Records provided =
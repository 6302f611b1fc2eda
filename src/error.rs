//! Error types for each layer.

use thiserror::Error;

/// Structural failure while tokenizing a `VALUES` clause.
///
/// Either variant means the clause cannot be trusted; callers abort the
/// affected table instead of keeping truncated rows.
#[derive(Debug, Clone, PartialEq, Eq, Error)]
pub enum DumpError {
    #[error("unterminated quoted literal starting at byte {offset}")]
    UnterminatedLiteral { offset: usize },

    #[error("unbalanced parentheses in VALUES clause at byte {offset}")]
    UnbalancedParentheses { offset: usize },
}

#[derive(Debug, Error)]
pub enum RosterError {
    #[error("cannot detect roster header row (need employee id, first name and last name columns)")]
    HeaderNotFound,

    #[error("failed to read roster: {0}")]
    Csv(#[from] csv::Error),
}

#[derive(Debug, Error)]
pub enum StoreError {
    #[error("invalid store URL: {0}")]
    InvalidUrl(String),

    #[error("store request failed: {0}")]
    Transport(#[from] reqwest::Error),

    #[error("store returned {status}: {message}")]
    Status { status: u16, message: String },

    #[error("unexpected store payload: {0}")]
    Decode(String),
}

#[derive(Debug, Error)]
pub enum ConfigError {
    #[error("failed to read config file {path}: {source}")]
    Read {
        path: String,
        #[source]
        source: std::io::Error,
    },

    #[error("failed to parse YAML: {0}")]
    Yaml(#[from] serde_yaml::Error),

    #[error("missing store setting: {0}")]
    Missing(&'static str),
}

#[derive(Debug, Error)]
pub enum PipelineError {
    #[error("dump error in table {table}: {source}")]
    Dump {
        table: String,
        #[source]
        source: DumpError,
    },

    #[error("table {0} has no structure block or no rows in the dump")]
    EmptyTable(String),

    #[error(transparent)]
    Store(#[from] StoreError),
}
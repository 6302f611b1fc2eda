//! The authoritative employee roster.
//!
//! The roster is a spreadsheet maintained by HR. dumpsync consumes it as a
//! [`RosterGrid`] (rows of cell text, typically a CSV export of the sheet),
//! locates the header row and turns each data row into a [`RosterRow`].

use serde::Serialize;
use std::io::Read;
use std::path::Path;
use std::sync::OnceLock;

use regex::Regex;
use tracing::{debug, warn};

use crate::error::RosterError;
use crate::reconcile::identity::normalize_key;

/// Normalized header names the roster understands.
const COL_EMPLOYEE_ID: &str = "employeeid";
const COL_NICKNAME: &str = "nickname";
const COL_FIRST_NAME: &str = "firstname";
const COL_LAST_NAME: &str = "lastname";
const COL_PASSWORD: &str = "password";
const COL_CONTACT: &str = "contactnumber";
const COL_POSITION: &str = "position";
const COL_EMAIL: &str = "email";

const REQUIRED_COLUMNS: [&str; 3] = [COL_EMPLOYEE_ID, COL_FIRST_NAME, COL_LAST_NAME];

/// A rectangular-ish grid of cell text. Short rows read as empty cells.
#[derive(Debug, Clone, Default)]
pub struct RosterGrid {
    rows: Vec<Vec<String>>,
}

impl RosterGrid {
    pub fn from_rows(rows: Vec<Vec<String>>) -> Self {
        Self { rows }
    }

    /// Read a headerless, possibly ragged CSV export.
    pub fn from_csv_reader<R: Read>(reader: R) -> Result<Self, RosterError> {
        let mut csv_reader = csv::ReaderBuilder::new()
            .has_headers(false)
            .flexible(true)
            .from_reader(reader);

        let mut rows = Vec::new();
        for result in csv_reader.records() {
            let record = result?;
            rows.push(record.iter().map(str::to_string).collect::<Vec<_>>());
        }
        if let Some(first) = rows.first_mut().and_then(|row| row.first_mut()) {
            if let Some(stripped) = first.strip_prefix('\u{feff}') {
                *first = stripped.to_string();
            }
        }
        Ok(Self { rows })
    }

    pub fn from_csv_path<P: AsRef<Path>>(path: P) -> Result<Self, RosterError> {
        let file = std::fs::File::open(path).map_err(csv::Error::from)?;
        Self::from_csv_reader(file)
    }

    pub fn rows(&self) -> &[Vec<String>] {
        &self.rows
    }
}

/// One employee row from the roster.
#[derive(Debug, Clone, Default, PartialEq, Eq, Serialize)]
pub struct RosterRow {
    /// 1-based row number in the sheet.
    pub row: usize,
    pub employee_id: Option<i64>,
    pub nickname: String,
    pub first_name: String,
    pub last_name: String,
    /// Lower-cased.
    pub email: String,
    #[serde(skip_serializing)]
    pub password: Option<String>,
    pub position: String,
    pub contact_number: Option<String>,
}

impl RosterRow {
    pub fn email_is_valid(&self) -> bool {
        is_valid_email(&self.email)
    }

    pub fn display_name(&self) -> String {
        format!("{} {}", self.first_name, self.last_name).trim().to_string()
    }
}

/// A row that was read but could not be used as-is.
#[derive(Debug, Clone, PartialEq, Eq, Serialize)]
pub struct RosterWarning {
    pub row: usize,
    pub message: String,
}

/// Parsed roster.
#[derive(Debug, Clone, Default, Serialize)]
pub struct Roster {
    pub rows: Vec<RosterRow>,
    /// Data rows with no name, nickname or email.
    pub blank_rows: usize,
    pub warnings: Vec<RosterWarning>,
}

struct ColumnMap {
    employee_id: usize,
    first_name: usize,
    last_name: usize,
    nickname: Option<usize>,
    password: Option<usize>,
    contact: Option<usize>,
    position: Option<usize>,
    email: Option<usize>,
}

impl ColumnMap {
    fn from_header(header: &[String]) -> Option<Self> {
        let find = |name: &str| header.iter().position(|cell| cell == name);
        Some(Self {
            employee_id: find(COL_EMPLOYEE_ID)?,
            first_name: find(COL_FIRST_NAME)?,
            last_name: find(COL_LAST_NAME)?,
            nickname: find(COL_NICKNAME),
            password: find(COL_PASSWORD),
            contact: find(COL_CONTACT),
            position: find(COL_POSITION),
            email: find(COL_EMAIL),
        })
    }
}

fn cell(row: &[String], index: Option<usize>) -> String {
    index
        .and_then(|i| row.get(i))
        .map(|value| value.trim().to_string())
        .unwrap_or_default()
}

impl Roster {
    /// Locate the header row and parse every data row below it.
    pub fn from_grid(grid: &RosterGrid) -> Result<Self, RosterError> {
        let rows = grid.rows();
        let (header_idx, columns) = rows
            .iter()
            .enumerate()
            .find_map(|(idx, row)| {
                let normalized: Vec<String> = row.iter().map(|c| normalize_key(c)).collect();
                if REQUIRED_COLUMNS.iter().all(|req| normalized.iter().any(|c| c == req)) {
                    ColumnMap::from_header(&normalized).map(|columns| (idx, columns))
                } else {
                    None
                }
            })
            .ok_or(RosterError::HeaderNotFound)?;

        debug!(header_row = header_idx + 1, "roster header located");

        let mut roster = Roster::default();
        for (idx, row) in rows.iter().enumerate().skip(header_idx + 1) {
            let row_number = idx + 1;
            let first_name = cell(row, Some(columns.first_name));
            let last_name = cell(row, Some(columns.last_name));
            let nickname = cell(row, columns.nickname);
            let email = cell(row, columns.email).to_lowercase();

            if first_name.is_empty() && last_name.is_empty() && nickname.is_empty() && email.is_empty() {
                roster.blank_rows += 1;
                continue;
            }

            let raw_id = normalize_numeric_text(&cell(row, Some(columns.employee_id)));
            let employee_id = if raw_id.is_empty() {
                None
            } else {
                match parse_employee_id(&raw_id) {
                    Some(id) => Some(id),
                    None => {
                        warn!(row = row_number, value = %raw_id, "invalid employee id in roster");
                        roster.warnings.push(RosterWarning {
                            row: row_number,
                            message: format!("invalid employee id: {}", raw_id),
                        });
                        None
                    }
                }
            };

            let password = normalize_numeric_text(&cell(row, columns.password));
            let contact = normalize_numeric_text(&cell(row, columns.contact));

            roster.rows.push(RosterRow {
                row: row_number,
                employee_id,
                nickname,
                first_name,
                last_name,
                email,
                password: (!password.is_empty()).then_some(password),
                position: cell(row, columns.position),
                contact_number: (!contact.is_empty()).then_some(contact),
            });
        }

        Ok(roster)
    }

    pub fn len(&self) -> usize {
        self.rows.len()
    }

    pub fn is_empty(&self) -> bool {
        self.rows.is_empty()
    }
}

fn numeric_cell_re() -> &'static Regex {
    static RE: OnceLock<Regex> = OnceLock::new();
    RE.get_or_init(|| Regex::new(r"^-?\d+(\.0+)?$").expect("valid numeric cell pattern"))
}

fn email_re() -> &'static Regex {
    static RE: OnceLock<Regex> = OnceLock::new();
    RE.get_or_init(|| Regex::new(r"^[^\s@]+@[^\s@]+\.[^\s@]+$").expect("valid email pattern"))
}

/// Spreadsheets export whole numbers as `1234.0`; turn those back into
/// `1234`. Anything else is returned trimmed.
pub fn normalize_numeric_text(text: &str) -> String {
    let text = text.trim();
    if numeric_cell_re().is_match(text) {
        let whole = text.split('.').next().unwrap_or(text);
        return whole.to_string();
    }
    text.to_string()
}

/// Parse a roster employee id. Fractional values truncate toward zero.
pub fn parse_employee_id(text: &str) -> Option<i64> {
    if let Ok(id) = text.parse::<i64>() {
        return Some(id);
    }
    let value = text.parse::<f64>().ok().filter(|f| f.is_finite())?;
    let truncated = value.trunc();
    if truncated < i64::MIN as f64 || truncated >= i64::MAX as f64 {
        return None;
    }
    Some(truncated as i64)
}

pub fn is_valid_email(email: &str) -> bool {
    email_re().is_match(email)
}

---

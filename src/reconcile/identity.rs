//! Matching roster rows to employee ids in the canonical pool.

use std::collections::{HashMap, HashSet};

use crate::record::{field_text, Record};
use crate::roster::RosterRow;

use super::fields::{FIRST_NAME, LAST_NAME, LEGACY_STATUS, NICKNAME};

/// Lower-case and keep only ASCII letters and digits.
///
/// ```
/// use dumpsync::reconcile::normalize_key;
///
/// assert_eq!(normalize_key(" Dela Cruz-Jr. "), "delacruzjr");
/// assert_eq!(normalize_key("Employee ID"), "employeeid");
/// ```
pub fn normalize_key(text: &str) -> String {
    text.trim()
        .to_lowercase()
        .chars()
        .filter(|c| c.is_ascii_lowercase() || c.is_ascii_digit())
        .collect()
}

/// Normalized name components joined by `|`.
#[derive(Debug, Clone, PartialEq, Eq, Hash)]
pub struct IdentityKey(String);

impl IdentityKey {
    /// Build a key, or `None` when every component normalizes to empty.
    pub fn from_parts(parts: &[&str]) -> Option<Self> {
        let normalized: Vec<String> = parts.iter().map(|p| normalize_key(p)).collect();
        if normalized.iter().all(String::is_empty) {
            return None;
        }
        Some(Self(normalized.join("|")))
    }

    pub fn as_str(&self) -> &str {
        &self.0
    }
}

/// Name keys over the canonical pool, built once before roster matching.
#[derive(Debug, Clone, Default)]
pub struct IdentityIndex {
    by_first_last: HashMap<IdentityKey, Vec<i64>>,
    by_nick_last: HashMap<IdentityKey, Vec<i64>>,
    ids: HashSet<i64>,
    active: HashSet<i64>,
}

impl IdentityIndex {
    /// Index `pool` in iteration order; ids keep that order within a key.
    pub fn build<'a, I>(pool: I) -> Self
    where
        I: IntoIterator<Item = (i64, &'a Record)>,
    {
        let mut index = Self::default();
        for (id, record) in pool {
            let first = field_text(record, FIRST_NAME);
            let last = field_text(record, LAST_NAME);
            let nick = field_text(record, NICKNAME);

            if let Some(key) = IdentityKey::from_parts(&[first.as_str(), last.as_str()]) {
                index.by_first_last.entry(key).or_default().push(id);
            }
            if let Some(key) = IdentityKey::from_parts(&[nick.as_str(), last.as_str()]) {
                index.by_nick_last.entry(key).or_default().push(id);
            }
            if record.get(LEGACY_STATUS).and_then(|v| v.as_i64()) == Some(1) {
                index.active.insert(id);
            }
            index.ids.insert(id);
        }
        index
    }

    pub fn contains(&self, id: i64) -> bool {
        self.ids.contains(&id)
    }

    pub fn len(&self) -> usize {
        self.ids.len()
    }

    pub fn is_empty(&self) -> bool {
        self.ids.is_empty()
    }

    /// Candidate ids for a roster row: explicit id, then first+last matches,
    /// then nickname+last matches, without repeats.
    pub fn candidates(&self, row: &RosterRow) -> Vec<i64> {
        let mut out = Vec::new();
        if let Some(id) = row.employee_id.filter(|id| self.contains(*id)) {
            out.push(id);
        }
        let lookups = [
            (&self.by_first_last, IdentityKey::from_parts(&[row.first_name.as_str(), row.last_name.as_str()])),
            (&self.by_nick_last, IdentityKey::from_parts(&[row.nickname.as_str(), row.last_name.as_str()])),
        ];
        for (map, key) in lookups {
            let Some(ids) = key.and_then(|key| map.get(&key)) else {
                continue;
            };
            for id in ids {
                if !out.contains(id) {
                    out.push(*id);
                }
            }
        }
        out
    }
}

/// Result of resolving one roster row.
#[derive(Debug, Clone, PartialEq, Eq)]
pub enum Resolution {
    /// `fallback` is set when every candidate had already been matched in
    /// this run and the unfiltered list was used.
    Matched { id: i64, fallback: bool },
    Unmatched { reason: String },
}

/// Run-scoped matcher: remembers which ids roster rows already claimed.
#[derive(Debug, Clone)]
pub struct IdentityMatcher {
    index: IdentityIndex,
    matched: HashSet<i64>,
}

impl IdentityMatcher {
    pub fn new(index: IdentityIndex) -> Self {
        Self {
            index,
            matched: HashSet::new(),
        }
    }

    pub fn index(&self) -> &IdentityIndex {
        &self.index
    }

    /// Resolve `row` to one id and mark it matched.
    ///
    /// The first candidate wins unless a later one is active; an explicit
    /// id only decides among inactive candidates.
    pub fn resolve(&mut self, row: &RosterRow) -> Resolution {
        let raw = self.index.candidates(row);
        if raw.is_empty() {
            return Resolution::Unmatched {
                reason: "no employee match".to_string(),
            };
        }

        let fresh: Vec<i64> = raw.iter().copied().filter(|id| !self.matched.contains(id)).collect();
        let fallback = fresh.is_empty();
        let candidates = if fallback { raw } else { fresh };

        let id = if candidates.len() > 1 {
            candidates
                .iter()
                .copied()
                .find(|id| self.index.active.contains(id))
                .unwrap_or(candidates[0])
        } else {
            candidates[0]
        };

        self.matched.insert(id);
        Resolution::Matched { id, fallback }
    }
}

Exercise =
Copy task for the entries above: every line with the string "canonical".

Expected output =
//! Matching roster rows to employee ids in the canonical pool.
/// Name keys over the canonical pool, built once before roster matching.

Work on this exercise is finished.